(Beginning of Data excerpts)

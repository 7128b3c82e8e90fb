/// Crawl state definitions for one crawl run
///
/// A run is `Idle` until started, `Running` while it dispatches pages,
/// `Draining` once cancellation stops further dispatch, and `Completed` when
/// the summary has been produced.
use std::fmt;

/// Represents the lifecycle state of a crawl run
#[derive(Debug, Clone, Copy, PartialEq, Eq, Hash)]
pub enum CrawlState {
    /// Coordinator built, no request accepted yet
    Idle,

    /// Pages are being dispatched from the frontier
    Running,

    /// Cancellation was raised; no new fetches are dispatched
    Draining,

    /// The run finished and its summary was produced (terminal)
    Completed,
}

impl CrawlState {
    /// Returns true if new fetches may still be dispatched
    pub fn can_dispatch(&self) -> bool {
        matches!(self, Self::Running)
    }

    /// Returns true if the transition `self -> next` is legal
    ///
    /// ```text
    /// Idle -> Running -> Completed
    ///            |          ^
    ///            v          |
    ///         Draining -----+
    /// ```
    pub fn can_transition_to(&self, next: CrawlState) -> bool {
        matches!(
            (self, next),
            (Self::Idle, Self::Running)
                | (Self::Running, Self::Draining)
                | (Self::Running, Self::Completed)
                | (Self::Draining, Self::Completed)
        )
    }
}

impl fmt::Display for CrawlState {
    fn fmt(&self, f: &mut fmt::Formatter<'_>) -> fmt::Result {
        let name = match self {
            Self::Idle => "idle",
            Self::Running => "running",
            Self::Draining => "draining",
            Self::Completed => "completed",
        };
        f.write_str(name)
    }
}

#[cfg(test)]
mod tests {
    use super::*;

    #[test]
    fn test_legal_transitions() {
        assert!(CrawlState::Idle.can_transition_to(CrawlState::Running));
        assert!(CrawlState::Running.can_transition_to(CrawlState::Completed));
        assert!(CrawlState::Running.can_transition_to(CrawlState::Draining));
        assert!(CrawlState::Draining.can_transition_to(CrawlState::Completed));
    }

    #[test]
    fn test_illegal_transitions() {
        assert!(!CrawlState::Idle.can_transition_to(CrawlState::Completed));
        assert!(!CrawlState::Idle.can_transition_to(CrawlState::Draining));
        assert!(!CrawlState::Draining.can_transition_to(CrawlState::Running));
        assert!(!CrawlState::Completed.can_transition_to(CrawlState::Running));
        assert!(!CrawlState::Running.can_transition_to(CrawlState::Running));
    }

    #[test]
    fn test_only_running_dispatches() {
        assert!(CrawlState::Running.can_dispatch());
        assert!(!CrawlState::Draining.can_dispatch());
        assert!(!CrawlState::Completed.can_dispatch());
    }

    #[test]
    fn test_display() {
        assert_eq!(format!("{}", CrawlState::Running), "running");
        assert_eq!(format!("{}", CrawlState::Completed), "completed");
    }
}
//! Site-Harvester main entry point
//!
//! This is the command-line interface for the Site-Harvester crawler.

use clap::Parser;
use site_harvester::config::{load_config_with_hash, Config};
use site_harvester::crawler::{run_crawl, CrawlRequest, CrawlSummary};
use site_harvester::output::{CrawlSummaryResponse, ErrorResponse};
use site_harvester::storage::{open_records, MemoryRecordStore};
use site_harvester::HarvestError;
use std::path::{Path, PathBuf};
use std::process::ExitCode;
use tokio_util::sync::CancellationToken;
use tracing_subscriber::EnvFilter;

/// Site-Harvester: a bounded single-domain web harvester
///
/// Site-Harvester crawls one site breadth-first from a seed URL, saves the
/// visible text and images of every page it visits and prints a JSON summary.
#[derive(Parser, Debug)]
#[command(name = "site-harvester")]
#[command(version)]
#[command(about = "A bounded single-domain web harvester", long_about = None)]
struct Cli {
    /// Seed URL to start crawling from
    #[arg(value_name = "SEED", required_unless_present = "stats")]
    seed: Option<String>,

    /// Maximum number of pages to visit (1-100)
    #[arg(short = 'n', long, allow_negative_numbers = true)]
    max_pages: Option<i64>,

    /// Path to TOML configuration file
    #[arg(short, long, value_name = "CONFIG")]
    config: Option<PathBuf>,

    /// Keep page records in memory instead of the database
    #[arg(long)]
    no_db: bool,

    /// Increase logging verbosity (-v, -vv, -vvv)
    #[arg(short, long, action = clap::ArgAction::Count)]
    verbose: u8,

    /// Suppress non-error output
    #[arg(short, long, conflicts_with = "verbose")]
    quiet: bool,

    /// Validate the request and config without crawling
    #[arg(long, conflicts_with = "stats")]
    dry_run: bool,

    /// Show statistics from the database and exit
    #[arg(long, conflicts_with_all = ["dry_run", "no_db"])]
    stats: bool,
}

#[tokio::main]
async fn main() -> ExitCode {
    let cli = Cli::parse();

    // Logs go to stderr so stdout carries only the JSON response
    setup_logging(cli.verbose, cli.quiet);

    let (config, config_hash) = match load(cli.config.as_deref()) {
        Ok(loaded) => loaded,
        Err(e) => return report_failure(&e),
    };

    let result = if cli.stats {
        handle_stats(&config)
    } else if cli.dry_run {
        handle_dry_run(&cli, &config)
    } else {
        handle_crawl(&cli, &config, &config_hash).await
    };

    match result {
        Ok(()) => ExitCode::SUCCESS,
        Err(e) => report_failure(&e),
    }
}

/// Sets up the logging/tracing subscriber based on verbosity level
fn setup_logging(verbose: u8, quiet: bool) {
    let filter = if quiet {
        // Only show errors
        EnvFilter::new("error")
    } else {
        match verbose {
            0 => EnvFilter::new("site_harvester=info,warn"),
            1 => EnvFilter::new("site_harvester=debug,info"),
            2 => EnvFilter::new("site_harvester=trace,debug"),
            _ => EnvFilter::new("trace"),
        }
    };

    tracing_subscriber::fmt()
        .with_env_filter(filter)
        .with_writer(std::io::stderr)
        .with_target(false)
        .with_thread_ids(false)
        .with_file(false)
        .init();
}

/// Loads the configuration file, or the defaults when none is given
fn load(path: Option<&Path>) -> Result<(Config, String), HarvestError> {
    let Some(path) = path else {
        tracing::debug!("No configuration file given, using defaults");
        return Ok((Config::default(), String::from("defaults")));
    };

    tracing::info!("Loading configuration from: {}", path.display());
    let (config, hash) = load_config_with_hash(path)?;
    tracing::info!("Configuration loaded successfully (hash: {})", hash);
    Ok((config, hash))
}

fn request(cli: &Cli, config: &Config) -> Result<CrawlRequest, HarvestError> {
    let seed = cli.seed.as_deref().unwrap_or_default();
    CrawlRequest::with_default(seed, cli.max_pages, config.crawler.default_max_pages)
}

/// Handles the --dry-run mode: validates input and shows what would be crawled
fn handle_dry_run(cli: &Cli, config: &Config) -> Result<(), HarvestError> {
    let request = request(cli, config)?;

    println!("=== Site-Harvester Dry Run ===\n");

    println!("Request:");
    println!("  Seed: {}", request.seed());
    println!("  Max pages: {}", request.max_pages());

    println!("\nFetcher:");
    println!("  User agent: {}", config.fetcher.user_agent);
    println!("  Timeout: {}s", config.fetcher.timeout_secs);
    println!("  Max redirects: {}", config.fetcher.max_redirects);
    println!("  Retries: {}", config.fetcher.retries);

    println!("\nCrawler:");
    println!(
        "  Max concurrent pages: {}",
        config.crawler.max_concurrent_pages
    );
    println!(
        "  Max concurrent images: {}",
        config.crawler.max_concurrent_images
    );
    if let Some(secs) = config.crawler.crawl_timeout_secs {
        println!("  Crawl timeout: {}s", secs);
    }

    println!("\nOutput:");
    println!("  Content directory: {}", config.output.content_dir);
    if cli.no_db {
        println!("  Database: disabled");
    } else {
        println!("  Database: {}", config.output.database_path);
    }

    println!("\n✓ Request and configuration are valid");

    Ok(())
}

/// Handles the --stats mode: shows statistics from the database
fn handle_stats(config: &Config) -> Result<(), HarvestError> {
    use site_harvester::output::{load_statistics, print_statistics};

    println!("Database: {}\n", config.output.database_path);

    let records = open_records(Path::new(&config.output.database_path))?;
    let stats = load_statistics(&records)?;
    print_statistics(&stats);

    Ok(())
}

/// Handles the main crawl operation
async fn handle_crawl(cli: &Cli, config: &Config, config_hash: &str) -> Result<(), HarvestError> {
    let request = request(cli, config)?;

    let cancel = CancellationToken::new();
    let ctrl_c = cancel.clone();
    tokio::spawn(async move {
        if tokio::signal::ctrl_c().await.is_ok() {
            tracing::warn!("Interrupted, finishing in-flight pages");
            ctrl_c.cancel();
        }
    });

    let summary = if cli.no_db {
        run_crawl(config, config_hash, &request, MemoryRecordStore::new(), cancel).await?
    } else {
        let records = open_records(Path::new(&config.output.database_path))?;
        run_crawl(config, config_hash, &request, records, cancel).await?
    };

    print_summary(&summary)
}

fn print_summary(summary: &CrawlSummary) -> Result<(), HarvestError> {
    let response = CrawlSummaryResponse::from(summary);
    let json = serde_json::to_string_pretty(&response).map_err(std::io::Error::from)?;
    println!("{}", json);
    Ok(())
}

/// Prints the invocation-level error body and returns a failing exit code
fn report_failure(error: &HarvestError) -> ExitCode {
    tracing::error!("Scraping failed: {}", error);
    let response = ErrorResponse::scraping_failed(error.to_string());
    match serde_json::to_string_pretty(&response) {
        Ok(json) => println!("{}", json),
        Err(_) => println!("{{\"error\": \"Scraping failed\"}}"),
    }
    ExitCode::FAILURE
}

(End of Data excerpts)

- Task
Using the listing above, return word for word each line from the one that has "start crawling from" through the one that has "handle_stats(&config)", and no line outside that range.

- Answer to the problem
    /// Seed URL to start crawling from
    #[arg(value_name = "SEED", required_unless_present = "stats")]
    seed: Option<String>,

    /// Maximum number of pages to visit (1-100)
    #[arg(short = 'n', long, allow_negative_numbers = true)]
    max_pages: Option<i64>,

    /// Path to TOML configuration file
    #[arg(short, long, value_name = "CONFIG")]
    config: Option<PathBuf>,

    /// Keep page records in memory instead of the database
    #[arg(long)]
    no_db: bool,

    /// Increase logging verbosity (-v, -vv, -vvv)
    #[arg(short, long, action = clap::ArgAction::Count)]
    verbose: u8,

    /// Suppress non-error output
    #[arg(short, long, conflicts_with = "verbose")]
    quiet: bool,

    /// Validate the request and config without crawling
    #[arg(long, conflicts_with = "stats")]
    dry_run: bool,

    /// Show statistics from the database and exit
    #[arg(long, conflicts_with_all = ["dry_run", "no_db"])]
    stats: bool,
}

#[tokio::main]
async fn main() -> ExitCode {
    let cli = Cli::parse();

    // Logs go to stderr so stdout carries only the JSON response
    setup_logging(cli.verbose, cli.quiet);

    let (config, config_hash) = match load(cli.config.as_deref()) {
        Ok(loaded) => loaded,
        Err(e) => return report_failure(&e),
    };

    let result = if cli.stats {
        handle_stats(&config)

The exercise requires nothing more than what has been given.